As I ascended the back of the beast, my grip slick with fear, I desperately clung to anything that would prevent my demise. Lurching towards a glowing artifice, my sword found its mark and plunged deeply.
Limb by limb, the magnificent creature upon which I stood succumbed to lifelessness and gravity, shaking the world as it descended.
Rolling from its cratering mass, I found myself staring into the beast’s eyes as its body shuddered with the last gasp of its vacating soul.
Well, not really me, of course.
But the video game, “Shadow of the Colossus”, allowed me to engage in its story in a way that no other medium could.
In fact, the better I was at playing the game, the worse I felt about my actions – I was experiencing deep, emotional engagement.
The player as artist
Say the word ‘art’ and some immediate images form: sculpture, narrative, painting, and illustration, to name a few.
Video games exist as an amalgam of many forms of traditional art, where the player is no longer merely an observer – as one would be in admiring a painting on a wall or a sculpture on a pedestal. Rather, the player is an active participant in the emergence of the form.
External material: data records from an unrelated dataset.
use super::severity::Severity;
use super::state::{ToastDuration, ToastPosition};
use std::fmt;
use std::time::Duration;

/// One-shot callback attached to a UI request
pub type Callback = Box<dyn FnOnce() + Send>;

fn describe(callback: &Option<Callback>) -> &'static str {
    if callback.is_some() { "Some(..)" } else { "None" }
}

/// Options for [`UiStore::request_alert`](crate::UiStore::request_alert)
#[derive(Default)]
pub struct AlertOptions {
    pub(crate) title: Option<String>,
    pub(crate) severity: Option<Severity>,
    pub(crate) on_acknowledge: Option<Callback>,
    pub(crate) on_dismiss_focus: Option<Callback>,
}

impl AlertOptions {
    /// Defaults: configured "Notice" title, `Info` severity, no callbacks
    pub fn new() -> Self {
        Self::default()
    }

    /// Dialog title
    pub fn title(mut self, title: impl Into<String>) -> Self {
        self.title = Some(title.into());
        self
    }

    /// Styling category
    pub fn severity(mut self, severity: Severity) -> Self {
        self.severity = Some(severity);
        self
    }

    /// Styling category by name; `"error"` becomes `Danger`, unknown names `Info`
    pub fn severity_name(self, name: &str) -> Self {
        self.severity(Severity::coerce(name))
    }

    /// Runs when the alert is acknowledged
    pub fn on_acknowledge(mut self, f: impl FnOnce() + Send + 'static) -> Self {
        self.on_acknowledge = Some(Box::new(f));
        self
    }

    /// Runs after the frame that hides the alert, to restore focus
    pub fn on_dismiss_focus(mut self, f: impl FnOnce() + Send + 'static) -> Self {
        self.on_dismiss_focus = Some(Box::new(f));
        self
    }
}

impl fmt::Debug for AlertOptions {
    fn fmt(&self, f: &mut fmt::Formatter<'_>) -> fmt::Result {
        f.debug_struct("AlertOptions")
            .field("title", &self.title)
            .field("severity", &self.severity)
            .field("on_acknowledge", &describe(&self.on_acknowledge))
            .field("on_dismiss_focus", &describe(&self.on_dismiss_focus))
            .finish()
    }
}

/// Options for [`UiStore::request_confirm`](crate::UiStore::request_confirm)
#[derive(Default)]
pub struct ConfirmOptions {
    pub(crate) title: Option<String>,
    pub(crate) severity: Option<Severity>,
    pub(crate) confirm_label: Option<String>,
    pub(crate) cancel_label: Option<String>,
    pub(crate) on_confirm: Option<Callback>,
    pub(crate) on_cancel: Option<Callback>,
    pub(crate) on_dismiss_focus: Option<Callback>,
}

impl ConfirmOptions {
    /// Defaults: configured title and labels, `Info` severity, no callbacks
    pub fn new() -> Self {
        Self::default()
    }

    /// Dialog title
    pub fn title(mut self, title: impl Into<String>) -> Self {
        self.title = Some(title.into());
        self
    }

    /// Styling category
    pub fn severity(mut self, severity: Severity) -> Self {
        self.severity = Some(severity);
        self
    }

    /// Styling category by name; `"error"` becomes `Danger`, unknown names `Info`
    pub fn severity_name(self, name: &str) -> Self {
        self.severity(Severity::coerce(name))
    }

    /// Label of the confirming action
    pub fn confirm_label(mut self, label: impl Into<String>) -> Self {
        self.confirm_label = Some(label.into());
        self
    }

    /// Label of the cancelling action
    pub fn cancel_label(mut self, label: impl Into<String>) -> Self {
        self.cancel_label = Some(label.into());
        self
    }

    /// Runs when the user confirms
    pub fn on_confirm(mut self, f: impl FnOnce() + Send + 'static) -> Self {
        self.on_confirm = Some(Box::new(f));
        self
    }

    /// Runs when the user cancels
    pub fn on_cancel(mut self, f: impl FnOnce() + Send + 'static) -> Self {
        self.on_cancel = Some(Box::new(f));
        self
    }

    /// Runs after the frame that hides the dialog, to restore focus
    pub fn on_dismiss_focus(mut self, f: impl FnOnce() + Send + 'static) -> Self {
        self.on_dismiss_focus = Some(Box::new(f));
        self
    }
}

impl fmt::Debug for ConfirmOptions {
    fn fmt(&self, f: &mut fmt::Formatter<'_>) -> fmt::Result {
        f.debug_struct("ConfirmOptions")
            .field("title", &self.title)
            .field("severity", &self.severity)
            .field("confirm_label", &self.confirm_label)
            .field("cancel_label", &self.cancel_label)
            .field("on_confirm", &describe(&self.on_confirm))
            .field("on_cancel", &describe(&self.on_cancel))
            .field("on_dismiss_focus", &describe(&self.on_dismiss_focus))
            .finish()
    }
}

/// Options for [`UiStore::request_toast`](crate::UiStore::request_toast)
#[derive(Clone, Copy, Debug, Default, PartialEq, Eq)]
pub struct ToastOptions {
    pub(crate) severity: Option<Severity>,
    pub(crate) position: Option<ToastPosition>,
    pub(crate) duration: Option<ToastDuration>,
}

impl ToastOptions {
    /// Defaults: `Info` severity, configured position and duration
    pub fn new() -> Self {
        Self::default()
    }

    /// Styling category
    pub fn severity(mut self, severity: Severity) -> Self {
        self.severity = Some(severity);
        self
    }

    /// Styling category by name; `"error"` becomes `Danger`, unknown names `Info`
    pub fn severity_name(self, name: &str) -> Self {
        self.severity(Severity::coerce(name))
    }

    /// Screen position
    pub fn position(mut self, position: ToastPosition) -> Self {
        self.position = Some(position);
        self
    }

    /// Auto-dismiss after `duration`
    pub fn duration(mut self, duration: Duration) -> Self {
        self.duration = Some(ToastDuration::After(duration));
        self
    }

    /// Auto-dismiss after `millis` milliseconds
    pub fn duration_ms(self, millis: u64) -> Self {
        self.duration(Duration::from_millis(millis))
    }

    /// Never auto-dismiss
    pub fn sticky(mut self) -> Self {
        self.duration = Some(ToastDuration::Sticky);
        self
    }
}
I’m not proposing that all video games rise to that emotional level – just as every canvas that has paint applied to it may not be embraced as art by society. However, as an art form that is still in its early stages, the rapid rate at which the medium has expanded to achieve output worthy of that definition is astounding.
The ‘bit baby’ generation
Video games emerged from the engineering playgrounds of the 1950s and 60s and made their way into homes in the early 1970s.
This generation of video game players, which I call the “bit baby” generation, were the first members of society to grow up with computers in the home. They willingly poured themselves into their Atari Video Computer Systems, Intellivisions, Apple IIs, and ZX Spectrums.
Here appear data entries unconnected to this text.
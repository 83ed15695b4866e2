//! Global UI coordination store
//!
//! One [`UiStore`] holds a loading counter and three dialog-like slots: an
//! alert, a confirm and a toast. Application code fires requests at it; a
//! single mounted [`OverlayRenderer`] draws the resulting
//! [`UiRequestState`] and routes button presses back through
//! [`OverlayActions`].

mod confirm;
mod options;
mod overlay;
mod severity;
mod state;
mod store;

pub use confirm::ConfirmFuture;
pub use options::{AlertOptions, Callback, ConfirmOptions, ToastOptions};
pub use overlay::{OverlayActions, OverlayMount, OverlayRenderer};
pub use severity::Severity;
pub use state::{
    AlertState, ConfirmPhase, ConfirmState, LoadingState, ToastDuration, ToastPosition,
    ToastState, UiRequestState,
};
pub use store::{UiStore, WeakUiStore};
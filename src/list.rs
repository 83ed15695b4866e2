use crate::error::{ReactiveError, json_kind};
use crate::scheduler::RenderHandle;
use crate::value::{ReactiveValue, Slot, Trigger, Triggers};
use parking_lot::{RwLock, RwLockUpgradableReadGuard};
use serde::de::DeserializeOwned;
use serde_json::Value;
use std::cmp::Ordering;
use std::sync::Arc;

/// Farthest `set` may write past the end; larger gaps are ignored
pub const MAX_SET_PADDING: usize = 1 << 16;

/// Ordered container whose mutations schedule a re-render
///
/// The mutating operations mirror the native array methods (`push`, `pop`,
/// `shift`, `unshift`, `splice`, `sort`, `reverse`) and return what those
/// would return. Object and array elements are wrapped on first access and
/// keep their wrapper when they move.
///
/// # Example
///
/// ```ignore
/// let rows = ReactiveList::new(json!([{"id": 1}]), render);
/// assert_eq!(rows.append([json!({"id": 2})]), 2);
/// rows.remove_first();
/// assert_eq!(rows.to_value(), json!([{"id": 2}]));
/// ```
#[derive(Clone)]
pub struct ReactiveList {
    inner: Arc<ListInner>,
}

struct ListInner {
    raw: RwLock<Vec<Slot>>,
    triggers: Triggers,
}

impl ReactiveList {
    /// Wrap `initial` and call `on_change` on the frame after each mutation
    ///
    /// `initial` must be a JSON array. Anything else trips a debug assertion;
    /// release builds log a warning and start from an empty list.
    pub fn new<F>(initial: Value, on_change: F) -> Self
    where
        F: FnMut() + Send + 'static,
    {
        match initial {
            Value::Array(items) => Self::from_vec(items, on_change),
            other => {
                debug_assert!(
                    false,
                    "ReactiveList::new needs a JSON array, got {}",
                    json_kind(&other)
                );
                tracing::warn!(
                    found = json_kind(&other),
                    "reactive list created from a non-array; starting empty"
                );
                Self::from_vec(Vec::new(), on_change)
            }
        }
    }

    /// Like [`new`](Self::new), but rejects a non-array `initial`
    pub fn try_new<F>(initial: Value, on_change: F) -> Result<Self, ReactiveError>
    where
        F: FnMut() + Send + 'static,
    {
        match initial {
            Value::Array(items) => Ok(Self::from_vec(items, on_change)),
            other => Err(ReactiveError::NotAList {
                found: json_kind(&other),
            }),
        }
    }

    /// Wrap a vector of JSON values
    pub fn from_vec<F>(items: Vec<Value>, on_change: F) -> Self
    where
        F: FnMut() + Send + 'static,
    {
        Self::with_triggers(items, vec![Arc::new(RenderHandle::new(on_change))])
    }

    pub(crate) fn with_triggers(items: Vec<Value>, triggers: Vec<Trigger>) -> Self {
        Self {
            inner: Arc::new(ListInner {
                raw: RwLock::new(items.into_iter().map(Slot::Plain).collect()),
                triggers: Triggers::new(triggers),
            }),
        }
    }

    fn notify(&self) {
        self.inner.triggers.invalidate();
    }

    pub(crate) fn adopt(&self, triggers: &[Trigger]) {
        let added = self.inner.triggers.extend(triggers);
        if added.is_empty() {
            return;
        }
        for slot in self.inner.raw.read().iter() {
            slot.adopt(&added);
        }
    }

    /// Number of elements
    pub fn len(&self) -> usize {
        self.inner.raw.read().len()
    }

    /// Whether the list is empty
    pub fn is_empty(&self) -> bool {
        self.len() == 0
    }

    /// Read an element; `None` past the end
    ///
    /// Object and array elements come back as their memoized wrapper.
    pub fn get(&self, index: usize) -> Option<ReactiveValue> {
        let raw = self.inner.raw.upgradable_read();
        match raw.get(index) {
            None => return None,
            Some(slot) if !slot.needs_wrap() => return Some(slot.read()),
            Some(_) => {}
        }

        let mut raw = RwLockUpgradableReadGuard::upgrade(raw);
        raw.get_mut(index).map(|slot| slot.wrap(&self.inner.triggers))
    }

    /// Plain snapshot of an element
    pub fn get_value(&self, index: usize) -> Option<Value> {
        self.inner.raw.read().get(index).map(Slot::to_plain)
    }

    /// Read an element as a typed value
    pub fn get_as<T>(&self, index: usize) -> Result<Option<T>, ReactiveError>
    where
        T: DeserializeOwned,
    {
        self.get_value(index)
            .map(serde_json::from_value)
            .transpose()
            .map_err(ReactiveError::from)
    }

    /// Write an element
    ///
    /// Writing past the end fills the gap with `null`. An index more than
    /// [`MAX_SET_PADDING`] past the end is ignored with a warning.
    pub fn set(&self, index: usize, value: impl Into<Value>) {
        self.set_reactive(index, ReactiveValue::Value(value.into()));
    }

    /// Write an element, storing an existing wrapper as-is
    ///
    /// The wrapper is shared, not copied: writes through it re-render both
    /// this list and the container it was read from.
    pub fn set_reactive(&self, index: usize, value: ReactiveValue) {
        let slot = Slot::from_reactive(value);
        slot.adopt(&self.inner.triggers.snapshot());
        {
            let mut raw = self.inner.raw.write();
            if index >= raw.len() {
                let padded_len = index
                    .checked_add(1)
                    .filter(|len| len - raw.len() <= MAX_SET_PADDING);
                let Some(padded_len) = padded_len else {
                    tracing::warn!(index, len = raw.len(), "list write too far past the end ignored");
                    return;
                };
                raw.resize_with(padded_len, || Slot::Plain(Value::Null));
            }
            raw[index] = slot;
        }
        self.notify();
    }

    /// Push items to the end; returns the new length
    pub fn append<I>(&self, items: I) -> usize
    where
        I: IntoIterator<Item = Value>,
    {
        let len = {
            let mut raw = self.inner.raw.write();
            raw.extend(items.into_iter().map(Slot::Plain));
            raw.len()
        };
        self.notify();
        len
    }

    /// Pop the last element
    pub fn remove_last(&self) -> Option<Value> {
        let removed = self.inner.raw.write().pop();
        self.notify();
        removed.map(Slot::into_plain)
    }

    /// Shift the first element off
    pub fn remove_first(&self) -> Option<Value> {
        let removed = {
            let mut raw = self.inner.raw.write();
            if raw.is_empty() {
                None
            } else {
                Some(raw.remove(0))
            }
        };
        self.notify();
        removed.map(Slot::into_plain)
    }

    /// Insert items at the front, keeping their order; returns the new length
    pub fn insert_first<I>(&self, items: I) -> usize
    where
        I: IntoIterator<Item = Value>,
    {
        let len = {
            let mut raw = self.inner.raw.write();
            raw.splice(0..0, items.into_iter().map(Slot::Plain));
            raw.len()
        };
        self.notify();
        len
    }

    /// Remove `delete_count` elements at `start`, insert `items` there, and
    /// return the removed elements
    ///
    /// `start` past the end is clamped to the end, and `delete_count` to the
    /// elements available.
    pub fn splice_at<I>(&self, start: usize, delete_count: usize, items: I) -> Vec<Value>
    where
        I: IntoIterator<Item = Value>,
    {
        let removed: Vec<Slot> = {
            let mut raw = self.inner.raw.write();
            let start = start.min(raw.len());
            let end = start.saturating_add(delete_count).min(raw.len());
            raw.splice(start..end, items.into_iter().map(Slot::Plain))
                .collect()
        };
        self.notify();
        removed.into_iter().map(Slot::into_plain).collect()
    }

    /// Stable in-place sort
    ///
    /// The comparator sees elements as [`get`](Self::get) would return them.
    /// It must not access this list.
    pub fn sort_by<F>(&self, mut compare: F) -> &Self
    where
        F: FnMut(&ReactiveValue, &ReactiveValue) -> Ordering,
    {
        {
            let mut raw = self.inner.raw.write();
            for slot in raw.iter_mut() {
                slot.wrap(&self.inner.triggers);
            }
            raw.sort_by(|a, b| compare(&a.read(), &b.read()));
        }
        self.notify();
        self
    }

    /// Reverse in place
    pub fn reverse_in_place(&self) -> &Self {
        self.inner.raw.write().reverse();
        self.notify();
        self
    }

    /// Visit every element as [`get`](Self::get) would return it, then
    /// request a single render for the whole pass
    ///
    /// The callback runs without any lock held, so it may write through the
    /// wrappers it receives.
    pub fn for_each_wrapped<F>(&self, mut callback: F)
    where
        F: FnMut(ReactiveValue, usize),
    {
        for (index, value) in self.values().into_iter().enumerate() {
            callback(value, index);
        }
        self.notify();
    }

    /// Every element as [`get`](Self::get) would return it
    pub fn values(&self) -> Vec<ReactiveValue> {
        let mut raw = self.inner.raw.write();
        raw.iter_mut()
            .map(|slot| slot.wrap(&self.inner.triggers))
            .collect()
    }

    /// Deep plain snapshot of the raw data
    pub fn to_value(&self) -> Value {
        Value::Array(self.inner.raw.read().iter().map(Slot::to_plain).collect())
    }

    /// Whether two handles are the same container
    pub fn ptr_eq(a: &Self, b: &Self) -> bool {
        Arc::ptr_eq(&a.inner, &b.inner)
    }
}

impl std::fmt::Debug for ReactiveList {
    fn fmt(&self, f: &mut std::fmt::Formatter<'_>) -> std::fmt::Result {
        f.debug_tuple("ReactiveList").field(&self.to_value()).finish()
    }
}
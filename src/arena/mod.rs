// Arena-based storage for render registrations
//
// The render arena is global static storage behind a RwLock. RenderId is a
// lightweight newtype indexing into the slab; the public RenderHandle owns one
// id and frees the slot on drop.

pub mod render_arena;

pub use render_arena::{
    RenderId, RenderSlot, current_render, mark_render_pending, render_arena_insert,
    render_arena_remove, take_pending_renders,
};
While rudimentary by today’s standards, these machines held massive storytelling potential. If we could apply ourselves to learn how to speak to them we could see our ideas, stories, and humanity reflected back at us.
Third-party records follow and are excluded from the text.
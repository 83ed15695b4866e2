//! Observable state store
//!
//! A [`Store`] owns one state value. Updates apply synchronously; subscribers
//! run on the next frame with the state as it stands then, so a burst of
//! updates in one tick is observed once, in its final form.
//!
//! ```ignore
//! let store = Store::new(Counter { value: 0 });
//! let _sub = store.subscribe(|state| println!("{}", state.value));
//! let _even = store.select(|s| s.value % 2 == 0, |even| println!("even: {even}"));
//!
//! store.update(|s| s.value += 1);
//! store.update(|s| s.value += 1);
//! flush_frame(); // prints "2" once; `even` did not change, so it stays quiet
//! ```

use crate::scheduler::RenderHandle;
use parking_lot::{Mutex, RwLock};
use std::sync::{Arc, Weak};

struct StoreInner<S> {
    state: RwLock<S>,
    subscribers: Mutex<Vec<Weak<RenderHandle>>>,
}

/// Shared, observable state value
///
/// Cloning yields another handle to the same store.
pub struct Store<S> {
    inner: Arc<StoreInner<S>>,
}

impl<S> Clone for Store<S> {
    fn clone(&self) -> Self {
        Self {
            inner: Arc::clone(&self.inner),
        }
    }
}

/// Keeps a store subscription alive; dropping it unsubscribes
#[must_use = "dropping a Subscription unsubscribes immediately"]
pub struct Subscription {
    _handle: Arc<RenderHandle>,
}

impl std::fmt::Debug for Subscription {
    fn fmt(&self, f: &mut std::fmt::Formatter<'_>) -> std::fmt::Result {
        f.debug_struct("Subscription").finish_non_exhaustive()
    }
}

impl<S> Store<S>
where
    S: Clone + Send + Sync + 'static,
{
    /// Create a store holding `state`
    pub fn new(state: S) -> Self {
        Self {
            inner: Arc::new(StoreInner {
                state: RwLock::new(state),
                subscribers: Mutex::new(Vec::new()),
            }),
        }
    }

    /// Clone of the current state
    pub fn snapshot(&self) -> S {
        self.inner.state.read().clone()
    }

    /// Read the current state without cloning it
    ///
    /// `f` must not update this store.
    pub fn read<R>(&self, f: impl FnOnce(&S) -> R) -> R {
        f(&*self.inner.state.read())
    }

    /// Mutate the state and notify subscribers on the next frame
    ///
    /// `f` must not access this store.
    pub fn update<R>(&self, f: impl FnOnce(&mut S) -> R) -> R {
        let result = f(&mut *self.inner.state.write());
        self.notify();
        result
    }

    /// Replace the state and notify subscribers on the next frame
    pub fn set(&self, state: S) {
        self.update(|current| *current = state);
    }

    fn notify(&self) {
        let mut subscribers = self.inner.subscribers.lock();
        subscribers.retain(|subscriber| match subscriber.upgrade() {
            Some(handle) => {
                handle.invalidate();
                true
            }
            None => false,
        });
    }

    /// Call `callback` with the state on every frame following an update
    pub fn subscribe<F>(&self, mut callback: F) -> Subscription
    where
        F: FnMut(&S) + Send + 'static,
    {
        let weak = Arc::downgrade(&self.inner);
        self.register(move || {
            if let Some(inner) = weak.upgrade() {
                let snapshot = inner.state.read().clone();
                callback(&snapshot);
            }
        })
    }

    /// Call `callback` with the selected value whenever it changes
    ///
    /// The selection is compared against the one seen last (initially, the
    /// one at subscription time); unchanged selections are skipped.
    pub fn select<T, Sel, F>(&self, selector: Sel, mut callback: F) -> Subscription
    where
        T: PartialEq + Send + 'static,
        Sel: Fn(&S) -> T + Send + 'static,
        F: FnMut(&T) + Send + 'static,
    {
        let mut last = self.read(&selector);
        let weak = Arc::downgrade(&self.inner);
        self.register(move || {
            let Some(inner) = weak.upgrade() else {
                return;
            };
            let selected = selector(&*inner.state.read());
            if selected != last {
                last = selected;
                callback(&last);
            }
        })
    }

    fn register<F>(&self, render: F) -> Subscription
    where
        F: FnMut() + Send + 'static,
    {
        let handle = Arc::new(RenderHandle::new(render));
        self.inner.subscribers.lock().push(Arc::downgrade(&handle));
        Subscription { _handle: handle }
    }

    /// Number of live subscriptions
    pub fn subscriber_count(&self) -> usize {
        self.inner
            .subscribers
            .lock()
            .iter()
            .filter(|subscriber| subscriber.strong_count() > 0)
            .count()
    }
}

impl<S> std::fmt::Debug for Store<S>
where
    S: std::fmt::Debug,
{
    fn fmt(&self, f: &mut std::fmt::Formatter<'_>) -> std::fmt::Result {
        f.debug_struct("Store")
            .field("state", &*self.inner.state.read())
            .finish_non_exhaustive()
    }
}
Take “Missile Command”, which was an immediate hit with the public when released by Atari in 1980. Although a seemingly simple target game, people engaged with the morality of its designer, David Theurer.
Reflecting his views on the threat posed by the Cold War, Theurer decided to make his game one of defense. The six cities the player protects are all in California, where Theurer lived at the time, and he suffered nightmares about the possible devastation they could be subject to for several years.
Here is an artist who created a work imbued with his morality and observations of the world around him, and who suffered for it. It is no different to the experience of anyone else who has brought art into the world.
The ambition of early game developers was no less than those of today, they just lacked the language and tools to fully communicate their stories. More than four decades later, artists and storytellers no longer have those limitations and we “bit babies” never stopped playing.
The highest form of art?
Today, video games are an important form of artistic expression the world over.
From games that recreate the childlike wonder in discovering magic and delight in the world – like “Super Mario Brothers” – to those that explore the hopelessness of losing a child – as in “That Dragon, Cancer” – video games are capable of expressing the full breadth of human experience.
At a time when technology is no longer a significant limitation, game developers often create deliberate constraints – such as limited color palettes, constrained controls, or abstract depictions – out of artistic choice to enhance the narrative and emotion conveyed.
Key examples of this are the minimal aesthetic in “Thomas was Alone”, which creates an emotional connection with geometric shapes, and the silhouetted universe that unnerves the player in “Limbo.”
Because video games demand our attention and effort to truly engage with them, it’s easy for those who don’t play to be dismissive of the medium. Movies may last two hours, a book may take three days to read, but some video games need 40 or 50 hours of dedication to fully unpack their tale.
The stories that reflect our world, reveal our aspirations, question societal norms, challenge our own morality, or simply exist to bring people together, are expressed through so many of these games.
If we choose to let ourselves engage, video games will reveal themselves not just as a dominant art form for the 21st century, but one of the most important art forms in the history of mankind.